__ASSIGNED TASK__
Using the string "decoded" as the key, pull each matching line out of the records below.

Content starts

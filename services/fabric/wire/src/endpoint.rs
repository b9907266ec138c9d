//! Session endpoint metadata.
//!
//! A [`SessionEndpoint`] describes one side of a session: which fabric
//! transport it speaks, where it lives, and the slot/sequence bookkeeping the
//! peer assigned during the handshake. Endpoints travel inside every control
//! packet, so the encoding is a fixed big-endian layout with length-prefixed
//! variable fields.

use crate::PacketError;
use bytes::{Buf, BufMut, Bytes, BytesMut};

/// Maximum hostname length carried in an endpoint
pub const MAX_HOSTNAME_LEN: usize = 128;

/// Maximum opaque routing info length carried in an endpoint
pub const MAX_ROUTING_INFO_LEN: usize = 64;

/// Number of fabric device ports a runtime instance may address
pub const MAX_PHY_PORTS: u8 = 8;

/// Session number used before the peer has assigned one
pub const INVALID_SESSION_NUM: u16 = u16::MAX;

/// Fast-path transport kinds
#[repr(u8)]
#[derive(Debug, Clone, Copy, PartialEq, Eq)]
pub enum TransportType {
    /// InfiniBand verbs
    InfiniBand = 1,
    /// RoCE verbs
    RoCe = 2,
    /// DPDK userspace ethernet
    Dpdk = 3,
}

impl TryFrom<u8> for TransportType {
    type Error = PacketError;

    fn try_from(value: u8) -> Result<Self, Self::Error> {
        match value {
            1 => Ok(TransportType::InfiniBand),
            2 => Ok(TransportType::RoCe),
            3 => Ok(TransportType::Dpdk),
            _ => Err(PacketError::TransportType(value)),
        }
    }
}

/// Opaque fabric routing info filled by the fast-path transport
#[derive(Debug, Clone, Default, PartialEq, Eq)]
pub struct RoutingInfo(Vec<u8>);

impl RoutingInfo {
    /// Wrap routing bytes, enforcing the length bound
    pub fn from_slice(bytes: &[u8]) -> Result<Self, PacketError> {
        if bytes.len() > MAX_ROUTING_INFO_LEN {
            return Err(PacketError::RoutingLen(bytes.len()));
        }
        Ok(Self(bytes.to_vec()))
    }

    /// Raw routing bytes
    pub fn as_slice(&self) -> &[u8] {
        &self.0
    }

    /// True while the peer has not yet filled the routing info
    pub fn is_empty(&self) -> bool {
        self.0.is_empty()
    }
}

/// Metadata describing one side of a session
#[derive(Debug, Clone, PartialEq, Eq)]
pub struct SessionEndpoint {
    /// Fast-path transport kind, copied verbatim from the transport
    pub transport_type: TransportType,
    /// Hostname of the owning runtime instance
    pub hostname: String,
    /// Runtime identifier within the host
    pub rpc_id: u64,
    /// Fabric device port index
    pub phy_port: u8,
    /// Slot index in the owner's session table
    pub session_num: u16,
    /// Starting sequence number for data-path ordering
    pub start_seq: u64,
    /// Opaque fabric addressing info
    pub routing_info: RoutingInfo,
}

impl SessionEndpoint {
    /// Endpoint identity as used for request deduplication: hostname,
    /// runtime id, session number, and starting sequence number.
    pub fn same_identity(&self, other: &SessionEndpoint) -> bool {
        self.hostname == other.hostname
            && self.rpc_id == other.rpc_id
            && self.session_num == other.session_num
            && self.start_seq == other.start_seq
    }

    /// Short label for diagnostics, e.g. `host-3/7`
    pub fn label(&self) -> String {
        format!("{}/{}", self.hostname, self.rpc_id)
    }

    /// Encode the endpoint (big-endian, length-prefixed variable fields)
    pub fn encode(&self, buf: &mut BytesMut) -> Result<(), PacketError> {
        if self.hostname.is_empty() || self.hostname.len() > MAX_HOSTNAME_LEN {
            return Err(PacketError::HostnameLen(self.hostname.len()));
        }
        if self.routing_info.0.len() > MAX_ROUTING_INFO_LEN {
            return Err(PacketError::RoutingLen(self.routing_info.0.len()));
        }

        buf.put_u8(self.transport_type as u8);
        buf.put_u8(self.phy_port);
        buf.put_u16(self.session_num);
        buf.put_u64(self.rpc_id);
        buf.put_u64(self.start_seq);
        buf.put_u8(self.hostname.len() as u8);
        buf.put_slice(self.hostname.as_bytes());
        buf.put_u8(self.routing_info.0.len() as u8);
        buf.put_slice(&self.routing_info.0);
        Ok(())
    }

    /// Decode one endpoint from the buffer
    pub fn decode(buf: &mut Bytes) -> Result<Self, PacketError> {
        // Fixed prefix: type, port, session_num, rpc_id, start_seq, name len
        if buf.len() < 1 + 1 + 2 + 8 + 8 + 1 {
            return Err(PacketError::Incomplete);
        }

        let transport_type = TransportType::try_from(buf.get_u8())?;
        let phy_port = buf.get_u8();
        let session_num = buf.get_u16();
        let rpc_id = buf.get_u64();
        let start_seq = buf.get_u64();

        let hostname_len = buf.get_u8() as usize;
        if hostname_len == 0 || hostname_len > MAX_HOSTNAME_LEN {
            return Err(PacketError::HostnameLen(hostname_len));
        }
        if buf.len() < hostname_len + 1 {
            return Err(PacketError::Incomplete);
        }
        let hostname_bytes = buf.split_to(hostname_len);
        let hostname = std::str::from_utf8(&hostname_bytes)
            .map_err(|_| PacketError::HostnameUtf8)?
            .to_string();

        let routing_len = buf.get_u8() as usize;
        if routing_len > MAX_ROUTING_INFO_LEN {
            return Err(PacketError::RoutingLen(routing_len));
        }
        if buf.len() < routing_len {
            return Err(PacketError::Incomplete);
        }
        let routing_info = RoutingInfo(buf.split_to(routing_len).to_vec());

        Ok(Self {
            transport_type,
            hostname,
            rpc_id,
            phy_port,
            session_num,
            start_seq,
            routing_info,
        })
    }
}

#[cfg(test)]
mod tests {
    use super::*;

    fn endpoint() -> SessionEndpoint {
        SessionEndpoint {
            transport_type: TransportType::InfiniBand,
            hostname: "node-1.example".to_string(),
            rpc_id: 17,
            phy_port: 0,
            session_num: 4,
            start_seq: 0x1234_5678_9ABC_DEF0,
            routing_info: RoutingInfo::from_slice(&[1, 2, 3, 4]).unwrap(),
        }
    }

    #[test]
    fn test_transport_type_conversion() {
        assert_eq!(TransportType::try_from(1).unwrap(), TransportType::InfiniBand);
        assert_eq!(TransportType::try_from(3).unwrap(), TransportType::Dpdk);
        assert!(TransportType::try_from(0).is_err());
        assert!(TransportType::try_from(0xFF).is_err());
    }

    #[test]
    fn test_endpoint_encode_decode() {
        let ep = endpoint();
        let mut buf = BytesMut::new();
        ep.encode(&mut buf).unwrap();

        let mut bytes = buf.freeze();
        let decoded = SessionEndpoint::decode(&mut bytes).unwrap();
        assert_eq!(ep, decoded);
        assert!(bytes.is_empty());
    }

    #[test]
    fn test_endpoint_rejects_overlong_hostname() {
        let mut ep = endpoint();
        ep.hostname = "h".repeat(MAX_HOSTNAME_LEN + 1);
        let mut buf = BytesMut::new();
        assert!(matches!(
            ep.encode(&mut buf),
            Err(PacketError::HostnameLen(_))
        ));
    }

    #[test]
    fn test_routing_info_bound() {
        assert!(RoutingInfo::from_slice(&[0u8; MAX_ROUTING_INFO_LEN]).is_ok());
        assert!(RoutingInfo::from_slice(&[0u8; MAX_ROUTING_INFO_LEN + 1]).is_err());
    }

    #[test]
    fn test_same_identity_ignores_routing_info() {
        let a = endpoint();
        let mut b = endpoint();
        b.routing_info = RoutingInfo::default();
        b.phy_port = 1;
        assert!(a.same_identity(&b));

        let mut c = endpoint();
        c.start_seq += 1;
        assert!(!a.same_identity(&c));
    }
}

Content ends

__WRITTEN RESPONSE__
        let decoded = SessionEndpoint::decode(&mut bytes).unwrap();
        assert_eq!(ep, decoded);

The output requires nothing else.